NOTE: Sudden severe cramp in the legs has several causes, all of them serious. One is deep vein thrombosis, which can have very serious consequences up to and including death by pulmonary embolism. Therefore; sudden, very severe leg pain should be treated as an emergency.

Short of this sort of drastic problem, circulation problems in the legs can be improved by natural methods; this applies to any other sort of vascular problem also. But because of its potential severity, this sort of problem needs you to work with your doctor.

Specific Suggestions

Resting Cramps

This one is fairly simple; increase consumption of fruit and vegetables and decrease consumption of caffeine and alcohol. For a quick resolution of the problem or if it’s severe, supplemental potassium and magnesium might help.

High Activity Cramps

The same as above, with the addition of isotonic drinks before, during and after exercise.

Low Activity Cramps

Suggestions for this are the same as for any other cardiovascular problem including angina. For the record: increase fruit and vegetables, decrease hydrogenated or highly-heated fat (which means less fried food), reduce red meat and eat less fatty versions, eat less refined foods and unnecessary chemicals.

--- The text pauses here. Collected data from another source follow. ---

//! Detail-screen trend chart: per-period synthetic series, derived stats
//! and the layered scene (zone bands, reference line, curve, markers).

use rand::Rng;
use serde::{Deserialize, Serialize};

use crate::core::theme::ThemeMode;

use super::scene::{self, Paint, Point, Scene, Shape};

/// Vertical domain of the detail chart. Wider than the sparkline's so the
/// warning band floor sits visibly above the chart bottom.
const Y_MIN: f64 = 80.0;
const Y_MAX: f64 = 100.0;
const PAD_TOP: f64 = 4.0;
const PAD_BOTTOM: f64 = 4.0;

const SAFE_FLOOR: f64 = 90.0;
const WARN_FLOOR: f64 = 82.0;

const DOT_RADIUS: f64 = 3.0;
const HALO_RADIUS: f64 = 6.0;

#[derive(Debug, Clone, Copy, PartialEq, Eq, Serialize, Deserialize)]
#[serde(rename_all = "snake_case")]
pub enum Period {
    Day,
    Week,
    Month,
    SixMonths,
    Year,
}

impl Period {
    pub const ALL: [Period; 5] = [
        Period::Day,
        Period::Week,
        Period::Month,
        Period::SixMonths,
        Period::Year,
    ];

    pub fn sample_count(self) -> usize {
        match self {
            Self::Day => 24,
            Self::Week => 7,
            Self::Month => 30,
            Self::SixMonths => 26,
            Self::Year => 12,
        }
    }

    /// Selector button caption.
    pub fn short_label(self) -> &'static str {
        match self {
            Self::Day => "D",
            Self::Week => "W",
            Self::Month => "M",
            Self::SixMonths => "6M",
            Self::Year => "Y",
        }
    }

    /// Chart subtitle.
    pub fn title(self) -> &'static str {
        match self {
            Self::Day => "Today",
            Self::Week => "This Week",
            Self::Month => "This Month",
            Self::SixMonths => "6 Months",
            Self::Year => "This Year",
        }
    }
}

#[derive(Debug, Clone, Copy, PartialEq, Eq, Serialize, Deserialize)]
pub struct TrendStats {
    pub avg: i32,
    pub min: i32,
    pub max: i32,
}

#[derive(Debug, Clone, PartialEq, Serialize, Deserialize)]
pub struct TrendSeries {
    pub period: Period,
    pub samples: Vec<f64>,
    pub stats: TrendStats,
}

impl TrendSeries {
    /// Baseline-anchored synthetic series: each sample sits in
    /// `[baseline - 1, baseline + 3]`, with a 15% chance of an extra 2–8
    /// point downward excursion, clamped to the displayable range.
    pub fn generate<R: Rng + ?Sized>(period: Period, baseline_spo2: f64, rng: &mut R) -> Self {
        let count = period.sample_count();
        let mut samples = Vec::with_capacity(count);

        for _ in 0..count {
            let value = baseline_spo2 - 1.0 + rng.gen::<f64>() * 4.0;
            let dip = if rng.gen::<f64>() < 0.15 {
                -(rng.gen::<f64>() * 6.0 + 2.0)
            } else {
                0.0
            };
            samples.push((value + dip).clamp(82.0, 100.0));
        }

        let stats = TrendStats::of(&samples);
        Self {
            period,
            samples,
            stats,
        }
    }
}

impl TrendStats {
    pub fn of(samples: &[f64]) -> Self {
        if samples.is_empty() {
            return Self {
                avg: 0,
                min: 0,
                max: 0,
            };
        }

        let sum: f64 = samples.iter().sum();
        let min = samples.iter().copied().fold(f64::INFINITY, f64::min);
        let max = samples.iter().copied().fold(f64::NEG_INFINITY, f64::max);

        Self {
            avg: (sum / samples.len() as f64).round() as i32,
            min: min.round() as i32,
            max: max.round() as i32,
        }
    }
}

/// Marker color for one sample.
fn marker_color(value: f64) -> &'static str {
    if value < 82.0 {
        "#ff3b30"
    } else if value < 90.0 {
        "#ffd60a"
    } else {
        "#30d158"
    }
}

fn halo_color(value: f64) -> &'static str {
    if value < 82.0 {
        "rgba(255, 59, 48, 0.2)"
    } else {
        "rgba(255, 214, 10, 0.2)"
    }
}

/// Build the detail chart scene. Returns `None` below two samples.
pub fn build(samples: &[f64], mode: ThemeMode, width: f64, height: f64) -> Option<Scene> {
    if samples.len() < 2 {
        return None;
    }

    let chart_w = width;
    let chart_h = height - PAD_TOP - PAD_BOTTOM;
    let y_of = |value: f64| scene::map_y(value, Y_MIN, Y_MAX, PAD_TOP, chart_h);

    let mut out = Scene::new(width, height);

    // Zone bands. Safe covers >= 90, warning covers 82–90.
    let safe_top = y_of(Y_MAX);
    let safe_bottom = y_of(SAFE_FLOOR);
    out.push(Shape::Rect {
        x: 0.0,
        y: safe_top,
        width: chart_w,
        height: safe_bottom - safe_top,
        paint: Paint::Solid(
            if mode.is_dark() {
                "rgba(48, 209, 88, 0.08)"
            } else {
                "rgba(48, 209, 88, 0.1)"
            }
            .to_string(),
        ),
    });

    let warn_bottom = y_of(WARN_FLOOR);
    out.push(Shape::Rect {
        x: 0.0,
        y: safe_bottom,
        width: chart_w,
        height: warn_bottom - safe_bottom,
        paint: Paint::Solid(
            if mode.is_dark() {
                "rgba(255, 214, 10, 0.04)"
            } else {
                "rgba(255, 214, 10, 0.06)"
            }
            .to_string(),
        ),
    });

    // Dashed reference line at the 90% threshold.
    let y90 = y_of(SAFE_FLOOR);
    out.push(Shape::Stroke {
        path: vec![
            scene::PathSeg::MoveTo(Point::new(0.0, y90)),
            scene::PathSeg::LineTo(Point::new(chart_w, y90)),
        ],
        color: if mode.is_dark() {
            "rgba(255, 255, 255, 0.12)"
        } else {
            "rgba(0, 0, 0, 0.1)"
        }
        .to_string(),
        width: 0.5,
        dash: Some((4.0, 4.0)),
    });

    let points: Vec<Point> = samples
        .iter()
        .enumerate()
        .map(|(i, value)| {
            Point::new(
                (i as f64 / (samples.len() - 1) as f64) * chart_w,
                y_of(*value),
            )
        })
        .collect();

    // Smoothed area and line, same control-point rule as the sparkline.
    let base_y = PAD_TOP + chart_h;
    let area_stops: &[(f64, &str)] = if mode.is_dark() {
        &[
            (0.0, "rgba(48, 209, 88, 0.25)"),
            (0.5, "rgba(48, 209, 88, 0.08)"),
            (1.0, "rgba(48, 209, 88, 0.01)"),
        ]
    } else {
        &[
            (0.0, "rgba(48, 209, 88, 0.3)"),
            (0.5, "rgba(48, 209, 88, 0.1)"),
            (1.0, "rgba(48, 209, 88, 0.02)"),
        ]
    };
    out.push(Shape::Fill {
        path: scene::smooth_area(&points, base_y),
        paint: Paint::gradient(PAD_TOP, base_y, area_stops),
    });
    out.push(Shape::Stroke {
        path: scene::smooth_path(&points),
        color: if mode.is_dark() { "#30d158" } else { "#28a745" }.to_string(),
        width: 2.0,
        dash: None,
    });

    // Markers, low points get a translucent halo behind the dot.
    for (point, value) in points.iter().zip(samples) {
        if *value < SAFE_FLOOR {
            out.push(Shape::Circle {
                cx: point.x,
                cy: point.y,
                r: HALO_RADIUS,
                color: halo_color(*value).to_string(),
            });
        }
        out.push(Shape::Circle {
            cx: point.x,
            cy: point.y,
            r: DOT_RADIUS,
            color: marker_color(*value).to_string(),
        });
    }

    Some(out)
}

#[cfg(test)]
mod tests {
    use rand::rngs::StdRng;
    use rand::SeedableRng;

    use super::*;

    #[test]
    fn sample_counts_per_period() {
        let mut rng = StdRng::seed_from_u64(2);
        for (period, expected) in [
            (Period::Day, 24),
            (Period::Week, 7),
            (Period::Month, 30),
            (Period::SixMonths, 26),
            (Period::Year, 12),
        ] {
            let series = TrendSeries::generate(period, 95.0, &mut rng);
            assert_eq!(series.samples.len(), expected);
        }
    }

    #[test]
    fn week_at_baseline_93_stays_in_range_with_consistent_stats() {
        let mut rng = StdRng::seed_from_u64(8);
        let series = TrendSeries::generate(Period::Week, 93.0, &mut rng);

        assert_eq!(series.samples.len(), 7);
        for sample in &series.samples {
            assert!((82.0..=100.0).contains(sample), "sample {sample}");
        }

        let mean: f64 = series.samples.iter().sum::<f64>() / series.samples.len() as f64;
        let min = series.samples.iter().copied().fold(f64::INFINITY, f64::min);
        let max = series
            .samples
            .iter()
            .copied()
            .fold(f64::NEG_INFINITY, f64::max);
        assert_eq!(series.stats.avg, mean.round() as i32);
        assert_eq!(series.stats.min, min.round() as i32);
        assert_eq!(series.stats.max, max.round() as i32);
        assert!(series.stats.min <= series.stats.avg);
        assert!(series.stats.avg <= series.stats.max);
    }

    #[test]
    fn samples_never_exceed_baseline_plus_three() {
        let mut rng = StdRng::seed_from_u64(21);
        for _ in 0..50 {
            let series = TrendSeries::generate(Period::Month, 95.0, &mut rng);
            for sample in &series.samples {
                assert!(*sample <= 98.0 + 1e-9, "sample {sample}");
            }
        }
    }

    #[test]
    fn scene_needs_two_samples() {
        assert!(build(&[], ThemeMode::Dark, 600.0, 280.0).is_none());
        assert!(build(&[93.0], ThemeMode::Dark, 600.0, 280.0).is_none());
    }

    #[test]
    fn scene_layers_zones_line_curve_and_markers() {
        let samples = [95.0, 88.0, 93.0];
        let scene = build(&samples, ThemeMode::Dark, 600.0, 280.0).unwrap();

        let rects = scene
            .shapes
            .iter()
            .filter(|s| matches!(s, Shape::Rect { .. }))
            .count();
        let dashed = scene
            .shapes
            .iter()
            .filter(|s| matches!(s, Shape::Stroke { dash: Some(_), .. }))
            .count();
        let circles = scene
            .shapes
            .iter()
            .filter(|s| matches!(s, Shape::Circle { .. }))
            .count();

        assert_eq!(rects, 2, "safe + warning bands");
        assert_eq!(dashed, 1, "90% reference line");
        // One dot per sample plus one halo for the 88.0 reading.
        assert_eq!(circles, samples.len() + 1);
    }

    #[test]
    fn marker_colors_follow_thresholds() {
        assert_eq!(marker_color(95.0), "#30d158");
        assert_eq!(marker_color(89.9), "#ffd60a");
        assert_eq!(marker_color(81.0), "#ff3b30");
    }
}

Supplements helpful for this sort of problem include the folic acid/B12/B6 combination that reduces homocysteine, sometimes large amounts of L-lysine with an equal amount of vitamin C, proteolytic enzymes including bromelain and serrapeptase, garlic and fish oil (both reduce blood viscosity and make clots less likely), vitamin E (thins blood and dilates blood vessels, also makes arterial plaque less likely) and ginkgo biloba; this herb is a mild anticoagulant and dilates peripheral blood vessels.

Last but not least: for this and any other sort of vascular disorder IF YOU SMOKE, STOP.

Well, not quite last. Any sort of medical symptom (particularly if it is severe, frequent and/or prolonged) should be attended to by a professional in the first instance. This applies particularly to cramp.